• _How to complete this task_
In the listing below, locate the lines that hold "upstream" and copy them.

• _Data for this task_
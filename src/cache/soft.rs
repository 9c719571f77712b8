//! Cold-tier cache for raw SOFT bundles fetched from upstream services.
//!
//! Hidden behind the layered cache: consumers check hot/warm first and only
//! fall through here. Entries expire operationally via the age-based
//! cleanup, not by TTL.

use std::path::{Path, PathBuf};

use chrono::{DateTime, Duration, Utc};
use serde::Serialize;
use tracing::instrument;

use super::warm::WarmStoreError;
use crate::logfmt::{self, Status};

/// Report from one cleanup pass.
#[derive(Debug, Clone, Default, Serialize)]
pub struct SoftCleanupReport {
    pub examined: u64,
    pub deleted: u64,
    pub bytes_freed: u64,
    pub dry_run: bool,
}

/// The SOFT bundle cache.
#[derive(Debug, Clone)]
pub struct SoftCache {
    dir: PathBuf,
}

impl SoftCache {
    /// Creates a cache under `<root>/cache/soft`.
    #[must_use]
    pub fn new(storage_root: impl Into<PathBuf>) -> Self {
        Self {
            dir: storage_root.into().join("cache").join("soft"),
        }
    }

    /// Path of a dataset's SOFT bundle.
    #[must_use]
    pub fn bundle_path(&self, geo_id: &str) -> PathBuf {
        self.dir.join(format!("{geo_id}_family.soft.gz"))
    }

    /// Stores a raw bundle as fetched (already gzip from upstream).
    ///
    /// # Errors
    ///
    /// Returns [`WarmStoreError::Io`] on filesystem failure.
    #[instrument(skip(self, bytes), fields(geo_id, bytes = bytes.len()))]
    pub async fn store(&self, geo_id: &str, bytes: &[u8]) -> Result<(), WarmStoreError> {
        tokio::fs::create_dir_all(&self.dir)
            .await
            .map_err(|e| io_error(&self.dir, e))?;
        let path = self.bundle_path(geo_id);
        tokio::fs::write(&path, bytes)
            .await
            .map_err(|e| io_error(&path, e))
    }

    /// Loads a bundle; `None` when absent.
    ///
    /// # Errors
    ///
    /// Returns [`WarmStoreError::Io`] on filesystem failure.
    pub async fn load(&self, geo_id: &str) -> Result<Option<Vec<u8>>, WarmStoreError> {
        let path = self.bundle_path(geo_id);
        match tokio::fs::read(&path).await {
            Ok(bytes) => Ok(Some(bytes)),
            Err(e) if e.kind() == std::io::ErrorKind::NotFound => Ok(None),
            Err(e) => Err(io_error(&path, e)),
        }
    }

    /// Deletes bundles older than `max_age_days`.
    ///
    /// With `dry_run` the report counts what would be deleted without
    /// touching the filesystem.
    ///
    /// # Errors
    ///
    /// Returns [`WarmStoreError::Io`] on filesystem failure; a missing
    /// cache directory yields an empty report.
    #[instrument(skip(self))]
    pub async fn cleanup(
        &self,
        max_age_days: i64,
        dry_run: bool,
    ) -> Result<SoftCleanupReport, WarmStoreError> {
        let cutoff = Utc::now() - Duration::days(max_age_days);
        let mut report = SoftCleanupReport {
            dry_run,
            ..SoftCleanupReport::default()
        };

        let mut entries = match tokio::fs::read_dir(&self.dir).await {
            Ok(entries) => entries,
            Err(e) if e.kind() == std::io::ErrorKind::NotFound => return Ok(report),
            Err(e) => return Err(io_error(&self.dir, e)),
        };

        while let Some(entry) = entries
            .next_entry()
            .await
            .map_err(|e| io_error(&self.dir, e))?
        {
            let path = entry.path();
            let Ok(metadata) = entry.metadata().await else {
                continue;
            };
            if !metadata.is_file() {
                continue;
            }
            report.examined += 1;

            let modified: DateTime<Utc> = metadata
                .modified()
                .map(DateTime::from)
                .unwrap_or_else(|_| Utc::now());
            if modified >= cutoff {
                continue;
            }

            report.deleted += 1;
            report.bytes_freed += metadata.len();
            if !dry_run {
                tokio::fs::remove_file(&path)
                    .await
                    .map_err(|e| io_error(&path, e))?;
            }
        }

        logfmt::log_event(
            Status::Ok,
            "cache",
            "SOFT cleanup finished",
            &[
                ("examined", &report.examined.to_string()),
                ("deleted", &report.deleted.to_string()),
                ("dry_run", &dry_run.to_string()),
            ],
        );
        Ok(report)
    }
}

fn io_error(path: &Path, source: std::io::Error) -> WarmStoreError {
    WarmStoreError::Io {
        path: path.to_path_buf(),
        source,
    }
}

• _Answer section_
//! Cold-tier cache for raw SOFT bundles fetched from upstream services.
    /// Stores a raw bundle as fetched (already gzip from upstream).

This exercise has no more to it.